Gatherings in Thoughts and Words

For the Tasmanian Basket Gathering ending this weekend.

I bought this small stitched textile, yellow with three Easter-colored bands, to use in the Gathering Book. And since they were meeting this weekend, i pulled it forward and tried to work on it. The colors put me off, my graphite drawing of plant materials they could be using put me off, my stitching put me off, but I added it anyway. I like being with them in spirit when they gather to make baskets and stitch.

Then earlier this week another philosophical consideration occurred to me. It made me snort with its truthfulness.

Anyway with the stitching of cloth and paper, I realized how much I miss doing work like these in another book…..

And speaking of stitching, this is the poem I took to the Poetry reading this week.

 

End of a Long Thread          S. Webster

 

One end of a long thread struggles its way

through my needle and is dragged down

past its own tail to have a spit-filled knot

tied at the bottom.

 

Holding together two pieces of cloth,

or both sides of a tear, I pierce them

coming up from behind.

Then back down and through

a short distance away.

 

In the up and down, out and in,

I find a rhythm, let my mind wander

to all the tears I never mended,

and pieces I should have held together.

 

Yesterday while looking for something else, I found this unfinished little journal that I taught in Australia several years ago. It had to do with marking our personal explorations on the pages and on a complex fold map. The map had sixteen spaces on each side and folded down to fit in the back of the leather journal. I miss the kind of self-exploration that my students were willing to dig into. I miss my own, but think it is more in the writing of poems and short stories now.
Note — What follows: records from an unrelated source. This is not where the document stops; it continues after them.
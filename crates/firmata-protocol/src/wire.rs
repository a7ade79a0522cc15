//! Wire-level constants and 7-bit value packing
//!
//! Firmata reserves the high bit of every byte as a command/data
//! discriminator, so any value wider than 7 bits travels as multiple
//! bytes with the high bit clear. The helpers here implement that
//! packing in one place; everything else in the crate builds on them.

/// Digital port report/write command (low nibble selects the port)
pub const DIGITAL_MESSAGE: u8 = 0x90;
/// Analog channel report/write command (low nibble selects the channel)
pub const ANALOG_MESSAGE: u8 = 0xE0;
/// Enable/disable analog channel reporting (low nibble selects the channel)
pub const REPORT_ANALOG: u8 = 0xC0;
/// Enable/disable digital port reporting (low nibble selects the port)
pub const REPORT_DIGITAL: u8 = 0xD0;
/// Set pin mode command
pub const SET_PIN_MODE: u8 = 0xF4;
/// Protocol version report (two data bytes follow: major, minor)
pub const REPORT_VERSION: u8 = 0xF9;
/// System reset command
pub const SYSTEM_RESET: u8 = 0xFF;
/// Start of a variable-length SysEx message
pub const START_SYSEX: u8 = 0xF0;
/// End of a variable-length SysEx message
pub const END_SYSEX: u8 = 0xF7;

// SysEx sub-commands (first payload byte)

/// Servo attach (pin, min pulse, max pulse)
pub const SYSEX_SERVO_ATTACH: u8 = 0x00;
/// Servo detach (pin)
pub const SYSEX_SERVO_DETACH: u8 = 0x01;
/// Servo position write (pin, value)
pub const SYSEX_SERVO_WRITE: u8 = 0x02;
/// String message, one character per 7-bit pair
pub const SYSEX_STRING_DATA: u8 = 0x71;
/// Stepper sub-protocol (config, step, limit switch, done reports)
pub const SYSEX_STEPPER_DATA: u8 = 0x72;
/// I2C request (write or read, mode in bits 3-4 of the second byte)
pub const SYSEX_I2C_REQUEST: u8 = 0x76;
/// I2C reply (address, register, data pairs)
pub const SYSEX_I2C_REPLY: u8 = 0x77;
/// I2C configuration (inter-read delay)
pub const SYSEX_I2C_CONFIG: u8 = 0x78;
/// Firmware version and name report
pub const SYSEX_REPORT_FIRMWARE: u8 = 0x79;

// Stepper sub-protocol opcodes (second byte of a SYSEX_STEPPER_DATA frame)

/// Configure a stepper
pub const STEPPER_CONFIG: u8 = 0;
/// Command a stepper motion
pub const STEPPER_STEP: u8 = 1;
/// Configure a stepper limit switch
pub const STEPPER_LIMIT_SWITCH: u8 = 2;

// Stepper wiring interface codes

/// Step/direction driver interface (used for two-wire configs)
pub const STEPPER_INTERFACE_DRIVER: u8 = 1;
/// Four-wire interface
pub const STEPPER_INTERFACE_FOUR_WIRE: u8 = 4;

// I2C request modes, shifted into bits 3-4 of the request mode byte

/// Write to the device
pub const I2C_MODE_WRITE: u8 = 0;
/// One-shot read
pub const I2C_MODE_READ: u8 = 1;
/// Continuous streaming read
pub const I2C_MODE_CONTINUOUS_READ: u8 = 2;
/// Stop a continuous read
pub const I2C_MODE_STOP_READING: u8 = 3;

/// Maximum digital pins addressable by the protocol (16 ports of 8 pins)
pub const MAX_PINS: usize = 128;
/// Maximum digital ports (4-bit port selector)
pub const MAX_PORTS: usize = 16;
/// Maximum analog input channels (4-bit channel selector)
pub const MAX_ANALOG_CHANNELS: usize = 16;

/// Pin operating mode, as carried in a set-pin-mode frame
#[derive(Debug, Clone, Copy, PartialEq, Eq, Hash)]
#[cfg_attr(feature = "serde", derive(serde::Serialize, serde::Deserialize))]
pub enum PinMode {
    /// Digital input
    Input,
    /// Digital output
    Output,
    /// Analog input (analog pin not used as digital)
    Analog,
    /// PWM output
    Pwm,
    /// Servo output
    Servo,
    /// Digital input with the internal pullup enabled
    InputPullup,
}

impl PinMode {
    /// Wire value for this mode
    pub fn as_wire(self) -> u8 {
        match self {
            PinMode::Input => 0x00,
            PinMode::Output => 0x01,
            PinMode::Analog => 0x02,
            PinMode::Pwm => 0x03,
            PinMode::Servo => 0x04,
            PinMode::InputPullup => 0x0B,
        }
    }

    /// Decode a wire value
    pub fn from_wire(value: u8) -> Option<PinMode> {
        match value {
            0x00 => Some(PinMode::Input),
            0x01 => Some(PinMode::Output),
            0x02 => Some(PinMode::Analog),
            0x03 => Some(PinMode::Pwm),
            0x04 => Some(PinMode::Servo),
            0x0B => Some(PinMode::InputPullup),
            _ => None,
        }
    }

    /// True for the input variants that stream over digital port reports
    pub fn is_input(self) -> bool {
        matches!(self, PinMode::Input | PinMode::InputPullup)
    }
}

/// Split a value of up to 14 bits into two 7-bit bytes, low byte first
pub fn split_u14(value: u16) -> [u8; 2] {
    [(value & 0x7F) as u8, ((value >> 7) & 0x7F) as u8]
}

/// Recombine two 7-bit bytes into a value; `lsb` is the first-arrived byte
///
/// This is the byte-order contract for every two-byte payload on the wire:
/// the first byte carries the low 7 bits, the second the high 7 bits.
pub fn combine_u14(lsb: u8, msb: u8) -> u16 {
    (((msb & 0x7F) as u16) << 7) | ((lsb & 0x7F) as u16)
}

/// Expand bytes into 7-bit pairs, low byte first
pub fn encode_packed_bytes(data: &[u8]) -> Vec<u8> {
    let mut out = Vec::with_capacity(data.len() * 2);
    for &byte in data {
        let [lsb, msb] = split_u14(byte as u16);
        out.push(lsb);
        out.push(msb);
    }
    out
}

/// Recombine 7-bit pairs into bytes
///
/// An odd trailing byte is tolerated by treating the missing high byte as
/// zero. This matches the lenient decode policy boards rely on for string
/// payloads.
pub fn decode_packed_bytes(data: &[u8]) -> Vec<u8> {
    data.chunks(2)
        .map(|pair| {
            let lsb = pair[0];
            let msb = pair.get(1).copied().unwrap_or(0);
            combine_u14(lsb, msb) as u8
        })
        .collect()
}

/// Decode 7-bit pairs into a string, one character per pair
pub fn decode_packed_string(data: &[u8]) -> String {
    String::from_utf8_lossy(&decode_packed_bytes(data)).into_owned()
}

#[cfg(test)]
mod tests {
    use super::*;

    #[test]
    fn test_split_combine_roundtrip() {
        for value in [0u16, 1, 0x7F, 0x80, 0xFF, 0x1234, 0x3FFF] {
            let [lsb, msb] = split_u14(value);
            assert!(lsb < 0x80 && msb < 0x80);
            assert_eq!(combine_u14(lsb, msb), value);
        }
    }

    #[test]
    fn test_byte_order_is_low_first() {
        // 0x1234 = 0b0010010_0110100: low 7 bits 0x34, high 7 bits 0x24
        assert_eq!(split_u14(0x1234), [0x34, 0x24]);
        assert_eq!(combine_u14(0x34, 0x24), 0x1234);
    }

    #[test]
    fn test_packed_bytes_roundtrip() {
        let data = [0x00u8, 0x7F, 0x80, 0xFF, b'A'];
        let packed = encode_packed_bytes(&data);
        assert_eq!(packed.len(), data.len() * 2);
        assert!(packed.iter().all(|&b| b < 0x80));
        assert_eq!(decode_packed_bytes(&packed), data);
    }

    #[test]
    fn test_odd_length_decode_zero_fills() {
        // Trailing low byte without its high byte decodes as-is
        assert_eq!(decode_packed_bytes(&[b'A', 0, b'B']), vec![b'A', b'B']);
        assert_eq!(decode_packed_string(&[b'A', 0, b'B']), "AB");
    }

    #[test]
    fn test_pin_mode_wire_values() {
        for mode in [
            PinMode::Input,
            PinMode::Output,
            PinMode::Analog,
            PinMode::Pwm,
            PinMode::Servo,
            PinMode::InputPullup,
        ] {
            assert_eq!(PinMode::from_wire(mode.as_wire()), Some(mode));
        }
        assert_eq!(PinMode::from_wire(0x05), None);
    }
}
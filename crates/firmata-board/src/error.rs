//! Error types for the protocol engine

use thiserror::Error;

/// Errors that can occur while driving a board
#[derive(Debug, Error)]
pub enum BoardError {
    /// Digital pin index out of range
    #[error("pin index {0} out of range")]
    InvalidPin(u8),

    /// Digital port index out of range
    #[error("port index {0} out of range")]
    InvalidPort(u8),

    /// Analog channel index out of range
    #[error("analog channel {0} out of range")]
    InvalidChannel(u8),

    /// Transport I/O failure; the engine never retries these
    #[error("I/O error: {0}")]
    Io(#[from] std::io::Error),
}
use std::collections::VecDeque;
use std::sync::atomic::{AtomicBool, Ordering};
use std::sync::{Condvar, Mutex, MutexGuard};

use crate::chunk::{ChunkPlan, ChunkRange};
use crate::error::BlobError;

/// Controls how the chunks of one tensor are encoded.
#[derive(Debug, Clone, Copy, PartialEq, Eq)]
pub enum ExecutionStrategy {
    /// Encode every chunk on the calling thread.
    Inline,
    /// Encode on a local pool of `n` worker threads.
    Pool(usize),
}

impl ExecutionStrategy {
    /// Picks the strategy for a tensor of `numel` elements.
    ///
    /// Tensors that fit in a single chunk, and configurations allowing at most
    /// one worker, run inline to avoid thread start-up costs.
    pub fn choose(numel: usize, plan: &ChunkPlan, max_threads: usize) -> Self {
        if numel > plan.chunk_size() && max_threads > 1 {
            ExecutionStrategy::Pool(max_threads.min(plan.len()))
        } else {
            ExecutionStrategy::Inline
        }
    }
}

/// A FIFO of chunk starts shared between one producer and many workers.
///
/// Workers block in [`ChunkQueue::pop`] until a job arrives or the producer
/// calls [`ChunkQueue::close`].
#[derive(Debug, Default)]
pub struct ChunkQueue {
    state: Mutex<QueueState>,
    ready: Condvar,
}

#[derive(Debug, Default)]
struct QueueState {
    jobs: VecDeque<usize>,
    closed: bool,
}

impl ChunkQueue {
    /// Creates an empty, open queue.
    pub fn new() -> Self {
        Self::default()
    }

    fn lock(&self) -> MutexGuard<'_, QueueState> {
        // a worker panic never leaves the queue half-updated
        self.state.lock().unwrap_or_else(|e| e.into_inner())
    }

    /// Enqueues a chunk start.
    pub fn push(&self, chunk_begin: usize) {
        self.lock().jobs.push_back(chunk_begin);
        self.ready.notify_one();
    }

    /// Signals that no more jobs will be pushed.
    pub fn close(&self) {
        self.lock().closed = true;
        self.ready.notify_all();
    }

    /// Pops the next chunk start, blocking while the queue is empty but open.
    ///
    /// Returns `None` once the queue is empty and closed.
    pub fn pop(&self) -> Option<usize> {
        let mut state = self.lock();
        loop {
            if let Some(job) = state.jobs.pop_front() {
                return Some(job);
            }
            if state.closed {
                return None;
            }
            state = self.ready.wait(state).unwrap_or_else(|e| e.into_inner());
        }
    }
}

/// Runs `job` once per planned chunk, following `strategy`.
///
/// With [`ExecutionStrategy::Pool`] the call builds a local pool of `n`
/// threads and starts one worker on each. Chunk starts are pushed from the
/// calling thread, which then blocks until the workers have drained the
/// queue. The first error stops the remaining workers from taking new chunks
/// and is returned once every worker has exited.
///
/// # Errors
///
/// Returns the first error produced by `job`, or [`BlobError::ThreadPool`]
/// if the pool cannot be built.
pub fn run_chunked<F>(strategy: ExecutionStrategy, plan: &ChunkPlan, job: F) -> Result<(), BlobError>
where
    F: Fn(ChunkRange) -> Result<(), BlobError> + Sync,
{
    let workers = match strategy {
        ExecutionStrategy::Inline | ExecutionStrategy::Pool(0 | 1) => {
            return plan.iter().try_for_each(|chunk| job(*chunk));
        }
        ExecutionStrategy::Pool(n) => n,
    };

    let pool = rayon::ThreadPoolBuilder::new()
        .num_threads(workers)
        .thread_name(|i| format!("tensorblob-serializer-{i}"))
        .build()
        .map_err(|e| BlobError::ThreadPool(e.to_string()))?;

    let queue = ChunkQueue::new();
    let aborted = AtomicBool::new(false);
    let first_error: Mutex<Option<BlobError>> = Mutex::new(None);

    let worker = || {
        while let Some(begin) = queue.pop() {
            if aborted.load(Ordering::Acquire) {
                continue;
            }
            let Some(chunk) = plan.chunk_at(begin) else {
                continue;
            };
            if let Err(e) = job(chunk) {
                aborted.store(true, Ordering::Release);
                let mut slot = first_error.lock().unwrap_or_else(|e| e.into_inner());
                slot.get_or_insert(e);
            }
        }
    };

    // the producer stays on the calling thread so all `workers` drain the queue
    pool.in_place_scope(|s| {
        for _ in 0..workers {
            s.spawn(|_| worker());
        }
        for chunk in plan.iter() {
            log::trace!("Starting a chunk at {}", chunk.begin);
            queue.push(chunk.begin);
        }
        queue.close();
    });

    match first_error.into_inner().unwrap_or_else(|e| e.into_inner()) {
        Some(e) => Err(e),
        None => Ok(()),
    }
}

#[cfg(test)]
mod tests {
    use super::*;
    use crate::chunk::ChunkSize;
    use std::collections::HashSet;
    use std::sync::atomic::AtomicUsize;

    #[test]
    fn test_queue_drains_after_close() {
        let queue = ChunkQueue::new();
        queue.push(0);
        queue.push(10);
        queue.close();
        assert_eq!(queue.pop(), Some(0));
        assert_eq!(queue.pop(), Some(10));
        assert_eq!(queue.pop(), None);
        assert_eq!(queue.pop(), None);
    }

    #[test]
    fn test_queue_wakes_blocked_workers() {
        let queue = ChunkQueue::new();
        std::thread::scope(|s| {
            let handles: Vec<_> = (0..4)
                .map(|_| s.spawn(|| std::iter::from_fn(|| queue.pop()).count()))
                .collect();
            for i in 0..20 {
                queue.push(i);
            }
            queue.close();
            let total: usize = handles.into_iter().map(|h| h.join().unwrap_or(0)).sum();
            assert_eq!(total, 20);
        });
    }

    #[test]
    fn test_choose_strategy() {
        let plan = ChunkPlan::new(10, ChunkSize::Elements(4), 100);
        assert_eq!(ExecutionStrategy::choose(10, &plan, 16), ExecutionStrategy::Pool(3));
        assert_eq!(ExecutionStrategy::choose(10, &plan, 1), ExecutionStrategy::Inline);
        let plan = ChunkPlan::new(4, ChunkSize::Elements(4), 100);
        assert_eq!(ExecutionStrategy::choose(4, &plan, 16), ExecutionStrategy::Inline);
    }

    #[test]
    fn test_run_chunked_pool_visits_every_chunk() -> Result<(), BlobError> {
        let plan = ChunkPlan::new(103, ChunkSize::Elements(10), 100);
        let seen = Mutex::new(HashSet::new());
        run_chunked(ExecutionStrategy::Pool(4), &plan, |chunk| {
            seen.lock().unwrap().insert((chunk.begin, chunk.end));
            Ok(())
        })?;
        let seen = seen.into_inner().unwrap();
        assert_eq!(seen.len(), 11);
        assert!(seen.contains(&(100, 103)));
        Ok(())
    }

    #[test]
    fn test_run_chunked_uses_every_pool_thread() -> Result<(), BlobError> {
        let workers = 4;
        let plan = ChunkPlan::new(40, ChunkSize::Elements(10), 100);
        let caller = std::thread::current().id();
        // every job waits for the others, so this only returns if all workers run at once
        let barrier = std::sync::Barrier::new(workers);
        let names = Mutex::new(HashSet::new());
        run_chunked(ExecutionStrategy::Pool(workers), &plan, |_| {
            let current = std::thread::current();
            assert_ne!(current.id(), caller);
            names.lock().unwrap().insert(current.name().unwrap_or_default().to_string());
            barrier.wait();
            Ok(())
        })?;
        let names = names.into_inner().unwrap();
        assert_eq!(names.len(), workers);
        assert!(names.iter().all(|n| n.starts_with("tensorblob-serializer-")));
        Ok(())
    }

    #[test]
    fn test_run_chunked_inline_in_order() -> Result<(), BlobError> {
        let plan = ChunkPlan::new(7, ChunkSize::Elements(2), 100);
        let order = Mutex::new(Vec::new());
        run_chunked(ExecutionStrategy::Inline, &plan, |chunk| {
            order.lock().unwrap().push(chunk.index);
            Ok(())
        })?;
        assert_eq!(order.into_inner().unwrap(), vec![0, 1, 2, 3]);
        Ok(())
    }

    #[test]
    fn test_run_chunked_propagates_error() {
        let plan = ChunkPlan::new(50, ChunkSize::Elements(5), 100);
        let calls = AtomicUsize::new(0);
        let res = run_chunked(ExecutionStrategy::Pool(3), &plan, |chunk| {
            calls.fetch_add(1, Ordering::SeqCst);
            if chunk.index == 2 {
                Err(BlobError::invalid_chunk(chunk.begin, chunk.end, 0))
            } else {
                Ok(())
            }
        });
        assert!(matches!(res, Err(BlobError::InvalidChunk { begin: 10, .. })));
        assert!(calls.load(Ordering::SeqCst) <= 10);
    }
}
But this book does call to be handled and drawn into.

As you turn each page over, there is a type of code to remind you of what used to be. All that is left is the fragment that may or may not let you recall. Like the waters that were drunk from the River Lethe in Greek mythology, time causes forgetfulness. And I really like this book. To mark the pages in some way and then fold it over to be wrapped and tied and held makes us think about the comfort taken in just those actions.

There are so many blank pages left to fill and I don’t think it should be left that way….so I am going to thread a needle today and get on with what needs to be remembered.

Til later…..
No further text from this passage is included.